Exercise:
How many lines of the records below contain the word "SpendingCategory"? Answer with the number alone.

Exercise data:
---
impl Store for FakeStore {
    fn sign_up(&self, new_user: NewUser) -> Result<User, Error> {
        let mut inner = self.inner.lock().unwrap();

        if inner.users.iter().any(|user| user.email == new_user.email) {
            return Err(Error::DuplicateEmail);
        }

        let user = User {
            id: UserId::new(),
            email: new_user.email,
            first_name: new_user.first_name,
            last_name: new_user.last_name,
            password_hash: new_user.password_hash,
        };
        inner.users.push(user.clone());

        Ok(user)
    }

    fn get_user(&self, id: UserId) -> Result<User, Error> {
        self.inner
            .lock()
            .unwrap()
            .users
            .iter()
            .find(|user| user.id == id)
            .cloned()
            .ok_or(Error::NotFound)
    }

    fn get_users(&self) -> Result<Vec<User>, Error> {
        Ok(self.inner.lock().unwrap().users.clone())
    }

    fn find_user(&self, email: &str) -> Result<User, Error> {
        self.inner
            .lock()
            .unwrap()
            .users
            .iter()
            .find(|user| user.email.to_string() == email)
            .cloned()
            .ok_or(Error::NotFound)
    }

    fn create_category(&self, new_category: NewCategory) -> Result<Category, Error> {
        let category = Category {
            id: CategoryId::new(),
            name: new_category.name,
            description: new_category.description,
            user_id: new_category.user_id,
        };
        self.inner
            .lock()
            .unwrap()
            .categories
            .push(category.clone());

        Ok(category)
    }

    fn get_category(&self, id: CategoryId, user_id: UserId) -> Result<Category, Error> {
        self.inner
            .lock()
            .unwrap()
            .categories
            .iter()
            .find(|category| category.id == id && category.user_id == user_id)
            .cloned()
            .ok_or(Error::NotFound)
    }

    fn get_categories(&self, user_id: UserId) -> Result<Vec<Category>, Error> {
        Ok(self
            .inner
            .lock()
            .unwrap()
            .categories
            .iter()
            .filter(|category| category.user_id == user_id)
            .cloned()
            .collect())
    }

    fn update_category(
        &self,
        id: CategoryId,
        user_id: UserId,
        update: CategoryUpdate,
    ) -> Result<Category, Error> {
        let mut inner = self.inner.lock().unwrap();

        let category = inner
            .categories
            .iter_mut()
            .find(|category| category.id == id && category.user_id == user_id)
            .ok_or(Error::NotFound)?;

        if let Some(name) = update.name {
            category.name = name;
        }
        if let Some(description) = update.description {
            category.description = description;
        }

        Ok(category.clone())
    }

    fn delete_category(&self, id: CategoryId, user_id: UserId) -> Result<Category, Error> {
        let mut inner = self.inner.lock().unwrap();

        let position = inner
            .categories
            .iter()
            .position(|category| category.id == id && category.user_id == user_id)
            .ok_or(Error::NotFound)?;

        Ok(inner.categories.remove(position))
    }

    fn create_priority(&self, new_priority: NewPriority) -> Result<Priority, Error> {
        let priority = Priority {
            id: PriorityId::new(),
            name: new_priority.name,
            description: new_priority.description,
            level: new_priority.level,
            user_id: new_priority.user_id,
        };
        self.inner
            .lock()
            .unwrap()
            .priorities
            .push(priority.clone());

        Ok(priority)
    }

    fn get_priority(&self, id: PriorityId, user_id: UserId) -> Result<Priority, Error> {
        self.inner
            .lock()
            .unwrap()
            .priorities
            .iter()
            .find(|priority| priority.id == id && priority.user_id == user_id)
            .cloned()
            .ok_or(Error::NotFound)
    }

    fn get_priorities(&self, user_id: UserId) -> Result<Vec<Priority>, Error> {
        Ok(self
            .inner
            .lock()
            .unwrap()
            .priorities
            .iter()
            .filter(|priority| priority.user_id == user_id)
            .cloned()
            .collect())
    }

    fn update_priority(
        &self,
        id: PriorityId,
        user_id: UserId,
        update: PriorityUpdate,
    ) -> Result<Priority, Error> {
        let mut inner = self.inner.lock().unwrap();

        let priority = inner
            .priorities
            .iter_mut()
            .find(|priority| priority.id == id && priority.user_id == user_id)
            .ok_or(Error::NotFound)?;

        if let Some(name) = update.name {
            priority.name = name;
        }
        if let Some(description) = update.description {
            priority.description = description;
        }
        if let Some(level) = update.level {
            priority.level = level;
        }

        Ok(priority.clone())
    }

    fn delete_priority(&self, id: PriorityId, user_id: UserId) -> Result<Priority, Error> {
        let mut inner = self.inner.lock().unwrap();

        let position = inner
            .priorities
            .iter()
            .position(|priority| priority.id == id && priority.user_id == user_id)
            .ok_or(Error::NotFound)?;

        Ok(inner.priorities.remove(position))
    }

    fn create_transaction(&self, new_transaction: NewTransaction) -> Result<Transaction, Error> {
        self.get_category(new_transaction.category_id, new_transaction.user_id)
            .map_err(|_| Error::CategoryNotFound)?;
        self.get_priority(new_transaction.priority_id, new_transaction.user_id)
            .map_err(|_| Error::PriorityNotFound)?;

        let transaction = Transaction {
            id: TransactionId::new(),
            title: new_transaction.title,
            description: new_transaction.description,
            amount: new_transaction.amount,
            negative: new_transaction.negative,
            category_id: new_transaction.category_id,
            priority_id: new_transaction.priority_id,
            user_id: new_transaction.user_id,
            created_at: new_transaction.created_at,
        };
        self.inner
            .lock()
            .unwrap()
            .transactions
            .push(transaction.clone());

        Ok(transaction)
    }

    fn get_transaction(&self, id: TransactionId, user_id: UserId) -> Result<Transaction, Error> {
        self.inner
            .lock()
            .unwrap()
            .transactions
            .iter()
            .find(|transaction| transaction.id == id && transaction.user_id == user_id)
            .cloned()
            .ok_or(Error::NotFound)
    }

    fn get_transactions(&self, user_id: UserId, page: Page) -> Result<TransactionPage, Error> {
        let inner = self.inner.lock().unwrap();

        let mut matching: Vec<Transaction> = inner
            .transactions
            .iter()
            .filter(|transaction| transaction.user_id == user_id)
            .cloned()
            .collect();
        matching.sort_by(|a, b| b.created_at.cmp(&a.created_at).then(a.id.cmp(&b.id)));

        let total = matching.len() as u64;
        let transactions = matching
            .into_iter()
            .skip(page.offset() as usize)
            .take(page.page_size as usize)
            .collect();

        Ok(TransactionPage {
            transactions,
            total,
        })
    }

    fn update_transaction(
        &self,
        id: TransactionId,
        user_id: UserId,
        update: TransactionUpdate,
    ) -> Result<Transaction, Error> {
        if let Some(category_id) = update.category_id {
            self.get_category(category_id, user_id)
                .map_err(|_| Error::CategoryNotFound)?;
        }
        if let Some(priority_id) = update.priority_id {
            self.get_priority(priority_id, user_id)
                .map_err(|_| Error::PriorityNotFound)?;
        }

        let mut inner = self.inner.lock().unwrap();

        let transaction = inner
            .transactions
            .iter_mut()
            .find(|transaction| transaction.id == id && transaction.user_id == user_id)
            .ok_or(Error::NotFound)?;

        if let Some(title) = update.title {
            transaction.title = title;
        }
        if let Some(description) = update.description {
            transaction.description = description;
        }
        if let Some(amount) = update.amount {
            transaction.amount = amount;
        }
        if let Some(negative) = update.negative {
            transaction.negative = negative;
        }
        if let Some(category_id) = update.category_id {
            transaction.category_id = category_id;
        }
        if let Some(priority_id) = update.priority_id {
            transaction.priority_id = priority_id;
        }

        Ok(transaction.clone())
    }

    fn delete_transaction(
        &self,
        id: TransactionId,
        user_id: UserId,
    ) -> Result<Transaction, Error> {
        let mut inner = self.inner.lock().unwrap();

        let position = inner
            .transactions
            .iter()
            .position(|transaction| transaction.id == id && transaction.user_id == user_id)
            .ok_or(Error::NotFound)?;

        Ok(inner.transactions.remove(position))
    }

    fn daily_spending(&self, user_id: UserId, range: ReportRange) -> Result<Vec<Spending>, Error> {
        let inner = self.inner.lock().unwrap();

        let mut totals: BTreeMap<Date, i64> = BTreeMap::new();
        for transaction in inner.transactions.iter().filter(|transaction| {
            transaction.user_id == user_id
                && transaction.negative == range.negative
                && transaction.created_at.date() >= range.start.date()
                && transaction.created_at.date() <= range.end.date()
        }) {
            *totals.entry(transaction.created_at.date()).or_insert(0) += transaction.amount;
        }

        Ok(totals
            .into_iter()
            .map(|(date, total)| Spending {
                date,
                total,
                negative: range.negative,
            })
            .collect())
    }

    fn spending_by_category(
        &self,
        user_id: UserId,
        range: ReportRange,
    ) -> Result<Vec<SpendingCategory>, Error> {
        let inner = self.inner.lock().unwrap();

        let mut totals: HashMap<CategoryId, i64> = HashMap::new();
        for transaction in inner.transactions.iter().filter(|transaction| {
            transaction.user_id == user_id
                && transaction.negative == range.negative
                && transaction.created_at >= range.start
                && transaction.created_at <= range.end
        }) {
            *totals.entry(transaction.category_id).or_insert(0) += transaction.amount;
        }

        let mut spending: Vec<SpendingCategory> = totals
            .into_iter()
            .filter_map(|(category_id, total)| {
                let category = inner
                    .categories
                    .iter()
                    .find(|category| category.id == category_id)?;

                Some(SpendingCategory {
                    category_id,
                    name: category.name.clone(),
                    total,
                    negative: range.negative,
                })
            })
            .collect();
        spending.sort_by(|a, b| b.total.cmp(&a.total).then(a.category_id.cmp(&b.category_id)));

        Ok(spending)
    }

    fn spending_by_priority(
        &self,
        user_id: UserId,
        range: ReportRange,
    ) -> Result<Vec<SpendingPriority>, Error> {
        let inner = self.inner.lock().unwrap();

        let mut totals: HashMap<PriorityId, i64> = HashMap::new();
        for transaction in inner.transactions.iter().filter(|transaction| {
            transaction.user_id == user_id
                && transaction.negative == range.negative
                && transaction.created_at >= range.start
                && transaction.created_at <= range.end
        }) {
            *totals.entry(transaction.priority_id).or_insert(0) += transaction.amount;
        }

        let mut spending: Vec<SpendingPriority> = totals
            .into_iter()
            .filter_map(|(priority_id, total)| {
                let priority = inner
                    .priorities
                    .iter()
                    .find(|priority| priority.id == priority_id)?;

                Some(SpendingPriority {
                    priority_id,
                    name: priority.name.clone(),
                    level: priority.level,
                    total,
                    negative: range.negative,
                })
            })
            .collect();
        spending.sort_by(|a, b| b.total.cmp(&a.total).then(a.priority_id.cmp(&b.priority_id)));

        Ok(spending)
    }
}
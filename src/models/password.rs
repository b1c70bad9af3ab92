//! This file defines types that handle password validation and hashing.
//! `ValidatedPassword` wraps a string and ensures it meets the password policy.
//! `PasswordHash` converts a `ValidatedPassword` into a salted and hashed password.

use std::fmt::Display;

use bcrypt::{BcryptError, hash, verify};
use serde::{Deserialize, Serialize};

use crate::Error;

const MIN_LENGTH: usize = 6;
const MAX_LENGTH: usize = 30;
const MIN_LOWERCASE: usize = 5;
const SPECIAL_CHARS: &str = "_@.()@$#";

/// Passwords that are used so often that they are trivial to guess.
const COMMON_PASSWORDS: &[&str] = &[
    "123456",
    "password",
    "12345678",
    "qwerty",
    "123456789",
    "12345",
    "111111",
    "1234567",
    "dragon",
    "123123",
    "baseball",
    "abc123",
    "football",
    "monkey",
    "letmein",
    "696969",
    "shadow",
    "master",
    "666666",
    "qwertyuiop",
    "123321",
    "mustang",
    "1234567890",
    "michael",
    "654321",
    "superman",
    "1qaz2wsx",
    "7777777",
    "121212",
    "000000",
    "qazwsx",
    "password1",
    "trustno1",
];

/// A password that has been validated against the password policy, but not yet hashed.
///
/// This struct can be used to construct a [PasswordHash].
#[derive(Debug, Clone, PartialEq, Serialize, Deserialize)]
pub struct ValidatedPassword(String);

impl ValidatedPassword {
    /// Create and validate a new password from a string.
    ///
    /// The policy checks, in order: length between 6 and 30 characters, not a
    /// commonly used password, at least 5 lowercase letters, and at least one
    /// special character from `_@.()@$#`. Checking stops at the first rule
    /// the password breaks, so only one violation is ever reported.
    ///
    /// # Errors
    /// Returns [Error::TooWeak] carrying the first violated rule's message.
    pub fn new(raw_password_string: &str) -> Result<Self, Error> {
        let length = raw_password_string.chars().count();

        if length < MIN_LENGTH {
            return Err(Error::TooWeak(format!(
                "password must be at least {MIN_LENGTH} characters"
            )));
        }

        if length > MAX_LENGTH {
            return Err(Error::TooWeak(format!(
                "password must be at most {MAX_LENGTH} characters"
            )));
        }

        if COMMON_PASSWORDS.contains(&raw_password_string) {
            return Err(Error::TooWeak(
                "password cannot be a commonly used password".to_owned(),
            ));
        }

        let lowercase_count = raw_password_string
            .chars()
            .filter(char::is_ascii_lowercase)
            .count();
        if lowercase_count < MIN_LOWERCASE {
            return Err(Error::TooWeak(format!(
                "password must contain at least {MIN_LOWERCASE} lowercase letters"
            )));
        }

        if !raw_password_string
            .chars()
            .any(|character| SPECIAL_CHARS.contains(character))
        {
            return Err(Error::TooWeak(format!(
                "password must contain at least 1 special character from {SPECIAL_CHARS}"
            )));
        }

        Ok(Self(raw_password_string.to_string()))
    }

    /// Create a new `ValidatedPassword` without any validation.
    ///
    /// The caller should ensure that `raw_password_string` is a valid and secure password.
    ///
    /// This function has `_unchecked` in the name but is not `unsafe`, because if an invalid
    /// password is provided it may cause incorrect behaviour but will not affect memory safety.
    pub fn new_unchecked(raw_password_string: &str) -> Self {
        Self(raw_password_string.to_string())
    }
}

impl Display for ValidatedPassword {
    fn fmt(&self, f: &mut std::fmt::Formatter<'_>) -> std::fmt::Result {
        write!(f, "{}", str::repeat("*", 8))
    }
}

/// A salted and hashed password.
#[derive(Debug, Clone, PartialEq, Serialize, Deserialize)]
pub struct PasswordHash(String);

impl PasswordHash {
    /// An alias for the default encryption cost for hashing passwords.
    pub const DEFAULT_COST: u32 = bcrypt::DEFAULT_COST;

    /// Create a hashed password from a validated password with the specified `cost`.
    ///
    /// `cost` increases the rounds of hashing and therefore the time needed to verify a password.
    /// Pass in [PasswordHash::DEFAULT_COST] to use the recommended cost.
    ///
    /// # Errors
    ///
    /// This function will return an error if the password could not be hashed.
    pub fn new(password: ValidatedPassword, cost: u32) -> Result<Self, Error> {
        match hash(&password.0, cost) {
            Ok(password_hash) => Ok(Self(password_hash)),
            Err(e) => Err(Error::HashingError(e.to_string())),
        }
    }

    /// Create a new `PasswordHash` without any validation.
    ///
    /// The caller should ensure that `raw_password_hash` is a valid password hash.
    ///
    /// This function has `_unchecked` in the name but is not `unsafe`, because if an invalid hash
    /// is provided it will cause incorrect behaviour but not affect memory safety.
    pub fn new_unchecked(raw_password_hash: &str) -> Self {
        Self(raw_password_hash.to_string())
    }

    /// Try to create a password hash from a raw password string.
    ///
    /// This is a convenience function that removes the need to manually create
    /// the intermediate `ValidatedPassword` type.
    pub fn from_raw_password(raw_password: &str, cost: u32) -> Result<Self, Error> {
        let validated_password = ValidatedPassword::new(raw_password)?;
        PasswordHash::new(validated_password, cost)
    }

    /// Check that `raw_password` matches the stored password.
    pub fn verify(&self, raw_password: &str) -> Result<bool, BcryptError> {
        verify(raw_password, &self.0)
    }
}

impl Display for PasswordHash {
    fn fmt(&self, f: &mut std::fmt::Formatter<'_>) -> std::fmt::Result {
        write!(f, "{}", self.0)
    }
}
---
Answer section:
3